* _Task prompt_
Report all lines of the data below that hold the word "game".

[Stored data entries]
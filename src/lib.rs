//! Entente rules core.
//!
//! The adjudication engine for a Diplomacy-style simultaneous-move board
//! game: variant topology loading, order parsing, convoy routing, phase
//! judges, and the game aggregate that drives a position through the
//! phase sequence. Transport, rendering, and AI clients sit on top of
//! [`game::Game`] and the serializable snapshots it exports.

pub mod board;
pub mod convoy;
pub mod game;
pub mod judge;
pub mod parse;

* _Result_
//! game: variant topology loading, order parsing, convoy routing, phase
//! judges, and the game aggregate that drives a position through the
//! [`game::Game`] and the serializable snapshots it exports.
pub mod game;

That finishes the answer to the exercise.